__DESCRIPTION OF THE TASK__
Reproduce the opening lines of the records exactly, please, stopping after the line that contains "Run the diff command".

__INFORMATION__
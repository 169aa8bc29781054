//! Diff command - finds the single move behind a desired order.

use reorder::detect_move;

use crate::cli::DiffArgs;
use crate::input::read_items;
use crate::output::{OutputFormat, print_json};

/// Run the diff command
pub fn run(args: &DiffArgs, format: OutputFormat) -> Result<(), Box<dyn std::error::Error>> {
    let items = read_items(&args.input.input)?;
    let mv = detect_move(&items, &args.order)?;

    match (format, &mv) {
        (OutputFormat::Human, Some(mv)) => {
            println!("Move {} to index {}", mv.id, mv.target_index);
        }
        (OutputFormat::Human, None) => println!("Already in the requested order"),
        (OutputFormat::Json, _) => print_json(&mv)?,
    }

    Ok(())
}
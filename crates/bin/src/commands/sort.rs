//! Sort command - prints the collection in its current order.

use reorder::sort_by_position;

use crate::cli::InputArgs;
use crate::input::read_items;
use crate::output::{OutputFormat, item_rows, print_json, print_table};

/// Run the sort command
pub fn run(args: &InputArgs, format: OutputFormat) -> Result<(), Box<dyn std::error::Error>> {
    let items = read_items(&args.input)?;
    let sorted = sort_by_position(&items);

    match format {
        OutputFormat::Human => print_table(&["INDEX", "ID", "POSITION"], &item_rows(&sorted)),
        OutputFormat::Json => print_json(&sorted)?,
    }

    Ok(())
}
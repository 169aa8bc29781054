//! CLI argument definitions for the Reorder binary.

use std::path::PathBuf;

use clap::{Parser, Subcommand, ValueEnum};
use reorder::ReorderConfig;

use crate::output::OutputFormat;

/// Output format selection
#[derive(Debug, Clone, Copy, ValueEnum)]
pub enum Format {
    /// Aligned tables for reading in a terminal
    Human,
    /// Machine-readable JSON on stdout
    Json,
}

impl From<Format> for OutputFormat {
    fn from(format: Format) -> Self {
        match format {
            Format::Human => OutputFormat::Human,
            Format::Json => OutputFormat::Json,
        }
    }
}

/// Compute minimal position updates for reordering a collection
#[derive(Parser, Debug)]
#[command(name = "reorder")]
#[command(about = "Reorder: minimal-delta reordering for fractionally positioned collections")]
#[command(version)]
pub struct Cli {
    /// Output format
    #[arg(short, long, default_value = "human", global = true, env = "REORDER_FORMAT")]
    pub format: Format,

    #[command(flatten)]
    pub config: ConfigArgs,

    #[command(subcommand)]
    pub command: Commands,
}

#[derive(Subcommand, Debug)]
pub enum Commands {
    /// Print the collection in its current order
    Sort(InputArgs),
    /// Move one entity and print the changes to persist
    Move(MoveArgs),
    /// Report whether a move would force a renumber, and why
    Check(MoveArgs),
    /// Apply a list of change records and print the resulting order
    Apply(ApplyArgs),
    /// Work out which single move produces a target order
    Diff(DiffArgs),
}

/// Where to read the collection from
#[derive(clap::Args, Debug)]
pub struct InputArgs {
    /// JSON array of `{ "id": ..., "position": ... }` objects, or `-` for stdin
    #[arg(short, long, default_value = "-")]
    pub input: PathBuf,
}

/// Arguments for the move and check commands
#[derive(clap::Args, Debug)]
pub struct MoveArgs {
    #[command(flatten)]
    pub input: InputArgs,

    /// Id of the entity to move
    #[arg(long)]
    pub id: String,

    /// Index the entity should occupy in the final order
    #[arg(long)]
    pub index: usize,
}

/// Arguments for the apply command
#[derive(clap::Args, Debug)]
pub struct ApplyArgs {
    #[command(flatten)]
    pub input: InputArgs,

    /// JSON array of `{ "id": ..., "position": ... }` change records
    #[arg(short, long)]
    pub changes: PathBuf,
}

/// Arguments for the diff command
#[derive(clap::Args, Debug)]
pub struct DiffArgs {
    #[command(flatten)]
    pub input: InputArgs,

    /// Desired order as a comma separated list of ids
    #[arg(short, long, value_delimiter = ',', required = true)]
    pub order: Vec<String>,
}

/// Engine thresholds. Flags win over the config file, which wins over defaults.
#[derive(clap::Args, Debug, Default)]
pub struct ConfigArgs {
    /// JSON config file with `minPositionGap`, `renumberSpacing`, `minPositionValue`
    #[arg(long, global = true, env = "REORDER_CONFIG")]
    pub config: Option<PathBuf>,

    /// Minimum distance a new position keeps from its neighbours
    #[arg(long, global = true, env = "REORDER_MIN_GAP")]
    pub min_gap: Option<f64>,

    /// Spacing between positions after a renumber
    #[arg(long, global = true, env = "REORDER_SPACING")]
    pub spacing: Option<f64>,

    /// Lowest valid position value
    #[arg(long, global = true, env = "REORDER_MIN_POSITION")]
    pub min_position: Option<f64>,
}

impl ConfigArgs {
    /// Builds the effective config from the file and flag overrides.
    pub fn resolve(&self) -> reorder::Result<ReorderConfig> {
        let mut config = match &self.config {
            Some(path) => ReorderConfig::load_from_file(path)?,
            None => ReorderConfig::default(),
        };
        if let Some(gap) = self.min_gap {
            config.min_position_gap = gap;
        }
        if let Some(spacing) = self.spacing {
            config.renumber_spacing = spacing;
        }
        if let Some(min) = self.min_position {
            config.min_position_value = min;
        }
        config.validate()?;
        Ok(config)
    }
}
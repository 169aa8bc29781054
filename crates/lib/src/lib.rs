//!
//! Reorder: minimal-delta reordering for collections keyed by fractional positions.
//!
//! Given a snapshot of a collection and a request to move one entity to a new
//! index, the engine computes the smallest set of position writes that realise
//! the move, and silently repairs corrupt state along the way.
//!
//! ## Core Concepts
//!
//! * **Entities (`entity::Orderable`)**: Anything with an id and an optional
//!   fractional position. `entity::Item` is a ready-made implementor.
//! * **Sequencer (`sequence::sort_by_position`)**: Stable ascending order with
//!   unpositioned entities last.
//! * **Position Calculator (`position::compute_candidate`)**: Midpoint insertion
//!   between the new neighbours, clamped to the configured floor.
//! * **Integrity Checker (`integrity::needs_renumber`)**: Finds duplicate,
//!   sub-minimum, or too tightly spaced positions.
//! * **Renumberer (`renumber::renumber_all`)**: Evenly respaces a whole sequence
//!   when the integrity check fails.
//! * **Engine (`engine::compute_reorder`)**: Ties the above together and returns
//!   the change records to persist.
//!
//! Fetching the snapshot and writing the changes back, atomically, is the
//! caller's job. The engine performs no I/O of its own.

pub mod config;
pub mod engine;
pub mod entity;
pub mod errors;
pub mod integrity;
pub mod position;
pub mod renumber;
pub mod sequence;

pub use config::{ConfigError, ReorderConfig};
pub use engine::{
    ChangeRecord, Move, ReorderOutcome, ReorderResult, apply_changes, compute_reorder,
    compute_reorder_from_order, detect_move,
};
pub use entity::{Item, Orderable};
pub use errors::ReorderError;
pub use integrity::{IntegrityReport, Violation, needs_renumber};
pub use position::compute_candidate;
pub use renumber::renumber_all;
pub use sequence::sort_by_position;

/// Result type used throughout the Reorder library.
pub type Result<T> = std::result::Result<T, Error>;

/// Common error type for the Reorder library.
#[derive(Debug, thiserror::Error)]
pub enum Error {
    #[error("I/O error: {0}")]
    Io(#[from] std::io::Error),

    #[error("Serialization error: {0}")]
    Serialize(#[from] serde_json::Error),

    /// Structured errors from the engine
    #[error(transparent)]
    Reorder(ReorderError),

    /// Structured configuration errors
    #[error(transparent)]
    Config(ConfigError),
}

impl Error {
    /// Get the originating module for this error.
    pub fn module(&self) -> &'static str {
        match self {
            Error::Reorder(_) => "reorder",
            Error::Config(_) => "config",
            Error::Io(_) => "io",
            Error::Serialize(_) => "serialize",
        }
    }

    /// Check if this error indicates a requested entity was not found.
    pub fn is_not_found(&self) -> bool {
        match self {
            Error::Reorder(err) => err.is_not_found(),
            _ => false,
        }
    }

    /// Check if this error was caused by caller input rather than the environment.
    pub fn is_input_error(&self) -> bool {
        matches!(self, Error::Reorder(_) | Error::Config(_))
    }

    /// Check if this error is I/O related.
    pub fn is_io_error(&self) -> bool {
        matches!(self, Error::Io(_))
    }
}
//! Total ordering of entities by position.

use std::cmp::Ordering;

use crate::entity::Orderable;

/// Compares two optional positions, with `None` sorting after every value.
///
/// Defined values are compared with [`f64::total_cmp`], so the ordering stays
/// total even for corrupt inputs such as NaN.
pub fn compare_positions(a: Option<f64>, b: Option<f64>) -> Ordering {
    match (a, b) {
        (Some(a), Some(b)) => a.total_cmp(&b),
        (Some(_), None) => Ordering::Less,
        (None, Some(_)) => Ordering::Greater,
        (None, None) => Ordering::Equal,
    }
}

/// Returns the entities sorted ascending by position.
///
/// The sort is stable: ties and unpositioned entities keep their relative
/// input order. The input slice is not modified.
///
/// ```
/// use reorder::{Item, sort_by_position};
///
/// let items = vec![Item::unpositioned("c"), Item::at("b", 2.0), Item::at("a", 1.0)];
/// let ids: Vec<_> = sort_by_position(&items).into_iter().map(|i| i.id).collect();
/// assert_eq!(ids, ["a", "b", "c"]);
/// ```
pub fn sort_by_position<T: Orderable>(entities: &[T]) -> Vec<T> {
    let mut sorted = entities.to_vec();
    sorted.sort_by(|a, b| compare_positions(a.position(), b.position()));
    sorted
}

/// Returns true if the sequence is already in [`sort_by_position`] order.
pub fn is_sorted_by_position<T: Orderable>(entities: &[T]) -> bool {
    entities
        .windows(2)
        .all(|w| compare_positions(w[0].position(), w[1].position()) != Ordering::Greater)
}

/// The entities that will sit on either side of an inserted entity.
#[derive(Debug)]
pub struct Neighbors<'a, T> {
    pub prev: Option<&'a T>,
    pub next: Option<&'a T>,
}

impl<'a, T: Orderable> Neighbors<'a, T> {
    /// Locates the neighbours of slot `index` in a sequence that no longer
    /// contains the entity being moved. `index == reduced.len()` is the tail.
    pub fn at(reduced: &'a [T], index: usize) -> Self {
        Self {
            prev: index.checked_sub(1).and_then(|i| reduced.get(i)),
            next: reduced.get(index),
        }
    }

    pub fn prev_position(&self) -> Option<f64> {
        self.prev.and_then(|e| e.position())
    }

    pub fn next_position(&self) -> Option<f64> {
        self.next.and_then(|e| e.position())
    }
}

__ANSWER SECTION__
repository 169aa8bc29781054
//! Diff command - finds the single move behind a desired order.

use reorder::detect_move;

use crate::cli::DiffArgs;
use crate::input::read_items;
use crate::output::{OutputFormat, print_json};

/// Run the diff command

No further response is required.